Then there are the actual, true-and-living demons who do terrible things and enjoy it.

Meeting a Local Legend

2004: Vengeance was an Evanston rapper who had made a name for himself in the mixtape scene, he’d been dropping consistently every 3-4 months. Everything on every one of his songs was trap shit, or gangster music that is specifically about selling drugs and the spoils of profiteering. Again, a lot of this world is about the illusion of street life, and coming from working class and middle class neighborhoods around Chicago you learn to scan that which is real from that which is not.

The mistake that I made in meeting Tony V was in failing to see that Vengeance was not a persona he adopted for the stage, Tony was the persona he adopted to deal with the civilized world.

Our introduction was less than eventful, and he did not strike me as a crazy dude. I had heard mad shit about him, but there are a lot of primadonna feathers to ruffle in the scene along with villainous masks to be shared. He was sitting in on a mobile rig session I was running with one of my regular clients, Q. We’d done a couple of tracks that Tony had heard and liked, our shared homey thought we should connect. Despite the reputation, I was interested in meeting the man.

“Vengeance” had gotten kicked out of several studios for various shades of villainous conduct — receiving oral sex from a groupie, torching up blunts in the vocal booth (nono at 60/hr yo), believing that firearms have any place in a working studio environment, aggressive tendencies towards engineers and staff, and on one occasion having to be removed from the space in police custody. That is what I had heard about Vengeance.

Tony was a quiet dude who didn’t draw attention to himself. He knew his buddy was there to get some stuff done with me and he respected that. We were in the back of his Q’s place of employment, my mobile studio set up in a store room, and we got a couple of tracks laid in after hours. I was packing up my rig at the end and Tony asked if I would bring it by his house and help him get a couple of tracks together for another mixtape.

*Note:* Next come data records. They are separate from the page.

//! # Data structures
pub mod number_types;
//! # Ordering and equality with text
use std::cmp::Ordering;

use super::Big;

impl Ord for Big {
    /// Compare `n1 * d2` with `n2 * d1`.
    ///
    /// Both denominators are positive, so the cross multiplication keeps the order intact.
    fn cmp(&self, other: &Self) -> Ordering {
        (&self.numerator * &other.denominator).cmp(&(&other.numerator * &self.denominator))
    }
}

impl PartialOrd for Big {
    fn partial_cmp(&self, other: &Self) -> Option<Ordering> {
        Some(self.cmp(other))
    }
}

/// Compare with text by parsing it first. Text that isn't a rational number is never equal.
macro_rules! define_text_equality {
    ($t:ty) => {
        impl PartialEq<$t> for Big {
            fn eq(&self, other: &$t) -> bool {
                match other.parse::<Big>() {
                    Ok(other) => *self == other,
                    Err(_) => false,
                }
            }
        }

        impl PartialEq<Big> for $t {
            fn eq(&self, other: &Big) -> bool {
                other == self
            }
        }
    };
}

define_text_equality!(str);
define_text_equality!(&str);
define_text_equality!(String);

#[cfg(test)]
mod test {
    use std::cmp::Ordering;

    use crate::RB;

    mod order {
        use super::*;

        #[test]
        fn cmp() {
            assert!(RB!(1, 2) < RB!(2, 3));
            assert!(RB!(-1, 2) < RB!(-1, 3));
            assert!(RB!(7, 3) > RB!(2));
            assert_eq!(RB!(2, 4).cmp(&RB!(1, 2)), Ordering::Equal);
            assert_eq!(RB!(-5).cmp(&RB!(0)), Ordering::Less);
        }

        #[test]
        fn range() {
            assert!((RB!(1, 3)..=RB!(2, 3)).contains(&RB!(1, 2)));
            assert!((RB!(1, 3)..=RB!(2, 3)).contains(&RB!(2, 3)));
            assert!(!(RB!(1, 3)..=RB!(2, 3)).contains(&RB!(3, 4)));
        }

        #[test]
        fn sort() {
            let mut values = vec![RB!(1, 2), RB!(-3), RB!(1, 3), RB!(0)];
            values.sort();
            assert_eq!(values, vec![RB!(-3), RB!(0), RB!(1, 3), RB!(1, 2)]);
        }
    }

    mod text {
        use super::*;

        #[test]
        fn rational_with_text() {
            assert!(RB!(13, 122) == "117/1098");
            assert!(RB!(-1, 2) == *"1/-2");
            assert!(RB!(2) == "2".to_string());
            assert!(RB!(2) != "3");
            assert!(RB!(2) != "two");
        }

        #[test]
        fn text_with_rational() {
            assert!("117/1098" == RB!(13, 122));
            assert!(*"-2/4" == RB!(-1, 2));
            assert!("5".to_string() == RB!(5));
            assert!("1/0" != RB!(1));
        }
    }
}
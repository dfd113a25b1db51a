//! # Interactions with fixed size integers
use std::ops::{Add, Div, Mul, Sub};

use num::{BigInt, One};

use super::Big;
use crate::error::Error;

/// Build a rational number as "`self` divided by `divisor`".
pub trait DivBy<Rhs = Self> {
    /// # Errors
    ///
    /// `Error::ZeroDenominator` if `divisor` is zero.
    fn div_by(self, divisor: Rhs) -> Result<Big, Error>;
}

impl DivBy for BigInt {
    fn div_by(self, divisor: BigInt) -> Result<Big, Error> {
        Big::new(self, divisor)
    }
}

impl DivBy for &BigInt {
    fn div_by(self, divisor: Self) -> Result<Big, Error> {
        Big::new(self.clone(), divisor.clone())
    }
}

impl From<BigInt> for Big {
    fn from(value: BigInt) -> Self {
        Self::from_integer(value)
    }
}

impl From<&BigInt> for Big {
    fn from(value: &BigInt) -> Self {
        Self::from_integer(value.clone())
    }
}

impl PartialEq<BigInt> for Big {
    fn eq(&self, other: &BigInt) -> bool {
        self.denominator.is_one() && &self.numerator == other
    }
}

macro_rules! define_interactions {
    ($t:ident) => {
        mod $t {
            use super::*;

            mod creation {
                use super::*;

                impl From<$t> for Big {
                    fn from(value: $t) -> Self {
                        Self::from_integer(value.into())
                    }
                }

                impl From<&$t> for Big {
                    fn from(value: &$t) -> Self {
                        Self::from(*value)
                    }
                }

                impl DivBy for $t {
                    fn div_by(self, divisor: $t) -> Result<Big, Error> {
                        Big::new(self.into(), divisor.into())
                    }
                }
            }

            mod compare {
                use super::*;

                impl PartialEq<$t> for Big {
                    fn eq(&self, other: &$t) -> bool {
                        self.denominator.is_one() && self.numerator == BigInt::from(*other)
                    }
                }
            }

            mod field {
                use super::*;

                impl Add<&$t> for &Big {
                    type Output = Big;

                    fn add(self, rhs: &$t) -> Self::Output {
                        let numerator = &self.numerator + &self.denominator * BigInt::from(*rhs);
                        Big::from_unreduced(numerator, self.denominator.clone())
                    }
                }

                impl Add<&$t> for Big {
                    type Output = Big;

                    fn add(self, rhs: &$t) -> Self::Output {
                        Add::add(&self, rhs)
                    }
                }

                impl Sub<&$t> for &Big {
                    type Output = Big;

                    fn sub(self, rhs: &$t) -> Self::Output {
                        let numerator = &self.numerator - &self.denominator * BigInt::from(*rhs);
                        Big::from_unreduced(numerator, self.denominator.clone())
                    }
                }

                impl Sub<&$t> for Big {
                    type Output = Big;

                    fn sub(self, rhs: &$t) -> Self::Output {
                        Sub::sub(&self, rhs)
                    }
                }

                impl Mul<&$t> for &Big {
                    type Output = Big;

                    fn mul(self, rhs: &$t) -> Self::Output {
                        let numerator = &self.numerator * BigInt::from(*rhs);
                        Big::from_unreduced(numerator, self.denominator.clone())
                    }
                }

                impl Mul<&$t> for Big {
                    type Output = Big;

                    fn mul(self, rhs: &$t) -> Self::Output {
                        Mul::mul(&self, rhs)
                    }
                }

                impl Div<&$t> for &Big {
                    type Output = Big;

                    /// Panics when `rhs` is zero.
                    fn div(self, rhs: &$t) -> Self::Output {
                        let denominator = &self.denominator * BigInt::from(*rhs);
                        match Big::new(self.numerator.clone(), denominator) {
                            Ok(quotient) => quotient,
                            Err(error) => panic!("attempt to divide {} by zero: {}", self, error),
                        }
                    }
                }

                impl Div<&$t> for Big {
                    type Output = Big;

                    fn div(self, rhs: &$t) -> Self::Output {
                        Div::div(&self, rhs)
                    }
                }
            }
        }
    };
}

define_interactions!(i32);
define_interactions!(i64);
define_interactions!(isize);
define_interactions!(u32);
define_interactions!(u64);
define_interactions!(usize);
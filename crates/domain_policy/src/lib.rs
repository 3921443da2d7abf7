//! Policy Form Domain
//!
//! This crate implements the client-side workflow for creating and editing a
//! vehicle policy against the brokerage backend.
//!
//! # Components
//!
//! - **Form state**: [`PolicyForm`] holds the [`PolicyDraft`] and derives
//!   dependent fields (end date from duration, cleared selections)
//! - **Lookups**: customers and vehicles are fetched keyed by their parent
//! - **Price suggestion**: a complete draft is priced by the backend and the
//!   total offered as the default premium
//! - **Submission**: [`SubmissionDispatcher`] shapes create vs. update
//!   requests and classifies backend errors
//!
//! # Form lifecycle
//!
//! ```text
//! new ──edit fields──> complete draft ──submit──> Edit(policy id)
//!  ▲                                                   │
//!  └──────────── edit(record) ─────────────────────────┘
//! ```
//!
//! # Example
//!
//! ```rust,ignore
//! use domain_policy::PolicyFormService;
//!
//! let service = PolicyFormService::new(lookups, pricing, policies);
//! let mut form = service.new_form();
//! form.set_dealer(Some(dealer_id));
//! form.set_customer(Some(customer_id));
//! form.set_vehicle(Some(vehicle_id));
//! form.set_policy_type(Some("Kasko".into()));
//! form.set_start_date(Some(start));
//! form.set_duration_days(Some(30));
//! service.sync(&mut form).await;
//! let outcome = service.submit(&mut form).await?;
//! ```

pub mod draft;
pub mod form;
pub mod record;
pub mod ports;
pub mod submission;
pub mod services;
pub mod error;

pub use draft::PolicyDraft;
pub use form::{FetchOutcome, FetchRequest, FormMode, PolicyForm};
pub use record::{PolicyRecord, SubmissionReceipt};
pub use ports::PolicyPort;
pub use submission::{
    CreatePolicyRequest, IssueKind, Notice, SubmissionDispatcher, SubmissionError,
    SubmissionOutcome, SubmissionRequest, UpdatePolicyRequest,
};
pub use services::PolicyFormService;
pub use error::PolicyError;
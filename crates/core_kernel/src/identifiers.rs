//! Strongly-typed identifiers for backend entities
//!
//! The backend hands out UUIDs for every entity. Newtype wrappers keep a
//! dealer id from being passed where a customer id is expected.

use serde::{Deserialize, Serialize};
use std::fmt;
use std::str::FromStr;
use uuid::Uuid;

macro_rules! define_id {
    ($name:ident, $prefix:literal) => {
        #[derive(Debug, Clone, Copy, PartialEq, Eq, Hash, PartialOrd, Ord, Serialize, Deserialize)]
        #[serde(transparent)]
        pub struct $name(Uuid);

        impl $name {
            /// Creates a new random identifier
            pub fn new() -> Self {
                Self(Uuid::new_v4())
            }

            /// Creates a new time-ordered identifier (v7)
            pub fn new_v7() -> Self {
                Self(Uuid::now_v7())
            }

            /// Creates from an existing UUID
            pub fn from_uuid(uuid: Uuid) -> Self {
                Self(uuid)
            }

            /// Returns the underlying UUID
            pub fn as_uuid(&self) -> &Uuid {
                &self.0
            }

            /// Returns the identifier prefix for display
            pub fn prefix() -> &'static str {
                $prefix
            }
        }

        impl Default for $name {
            fn default() -> Self {
                Self::new()
            }
        }

        impl fmt::Display for $name {
            fn fmt(&self, f: &mut fmt::Formatter<'_>) -> fmt::Result {
                write!(f, "{}-{}", $prefix, self.0)
            }
        }

        impl FromStr for $name {
            type Err = uuid::Error;

            fn from_str(s: &str) -> Result<Self, Self::Err> {
                // Accept both "DLR-<uuid>" and a bare uuid
                let uuid_str = s.strip_prefix(concat!($prefix, "-")).unwrap_or(s);
                Ok(Self(Uuid::parse_str(uuid_str)?))
            }
        }

        impl From<Uuid> for $name {
            fn from(uuid: Uuid) -> Self {
                Self(uuid)
            }
        }

        impl From<$name> for Uuid {
            fn from(id: $name) -> Uuid {
                id.0
            }
        }
    };
}

// Reference data
define_id!(DealerId, "DLR");
define_id!(CustomerId, "CUS");
define_id!(VehicleId, "VEH");
define_id!(CurrencyId, "CUR");

// Policies
define_id!(PolicyId, "POL");

#[cfg(test)]
mod tests {
    use super::*;

    #[test]
    fn test_dealer_id_display() {
        let id = DealerId::new();
        assert!(id.to_string().starts_with("DLR-"));
    }

    #[test]
    fn test_id_parsing_with_and_without_prefix() {
        let original = VehicleId::new();
        let parsed: VehicleId = original.to_string().parse().unwrap();
        assert_eq!(original, parsed);

        let bare: VehicleId = original.as_uuid().to_string().parse().unwrap();
        assert_eq!(original, bare);
    }

    #[test]
    fn test_serializes_as_bare_uuid() {
        let id = CustomerId::new();
        let json = serde_json::to_string(&id).unwrap();
        assert_eq!(json, format!("\"{}\"", id.as_uuid()));
    }
}
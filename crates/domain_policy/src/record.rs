//! Policies as the backend reports them

use chrono::NaiveDate;
use rust_decimal::Decimal;
use serde::{Deserialize, Serialize};

use core_kernel::{CurrencyId, CustomerId, DealerId, PolicyId, VehicleId};
use domain_reference::PolicyTypeCode;

/// A stored policy
#[derive(Debug, Clone, PartialEq, Eq, Serialize, Deserialize)]
#[serde(rename_all = "camelCase")]
pub struct PolicyRecord {
    pub id: PolicyId,
    /// Number issued from the dealer's policy series
    #[serde(default)]
    pub policy_number: Option<String>,
    pub dealer_id: DealerId,
    pub customer_id: CustomerId,
    pub vehicle_id: VehicleId,
    pub policy_type: PolicyTypeCode,
    #[serde(default)]
    pub currency_id: Option<CurrencyId>,
    pub start_date: NaiveDate,
    pub end_date: NaiveDate,
    #[serde(default)]
    pub duration_days: Option<u32>,
    #[serde(default)]
    pub premium: Option<Decimal>,
}

/// Result of a successful create or update
#[derive(Debug, Clone, PartialEq, Eq, Serialize, Deserialize)]
pub struct SubmissionReceipt {
    pub policy: PolicyRecord,
    /// Non-blocking remarks from the backend
    #[serde(default)]
    pub warnings: Vec<String>,
}

impl SubmissionReceipt {
    pub fn new(policy: PolicyRecord) -> Self {
        Self {
            policy,
            warnings: Vec::new(),
        }
    }

    pub fn with_warning(mut self, warning: impl Into<String>) -> Self {
        self.warnings.push(warning.into());
        self
    }
}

“So, a six hour block for Saturday?”
“Yeah, what’s that lookin like?”
“We can call that 200 for the 6.”
“Bet.” and we shook on it (well, dapped and clapped, but it’s a handshake).

calm on the surface

He was very cool and very chill, did not strike me to be anything like the rumor. The owner of one of the studios he’d been banned at had explained that there were two sides to him, depending on whether he was “on” or not. If it was just him, he could be very reasonable and normal. But when he was in his mode, all of that was out the window. He was a master liar and would make commitments as easily as he forgot them, so I had that to look forward to. Again, you take all of this for chatter until you get some real mileage working with someone, how bad can someone be?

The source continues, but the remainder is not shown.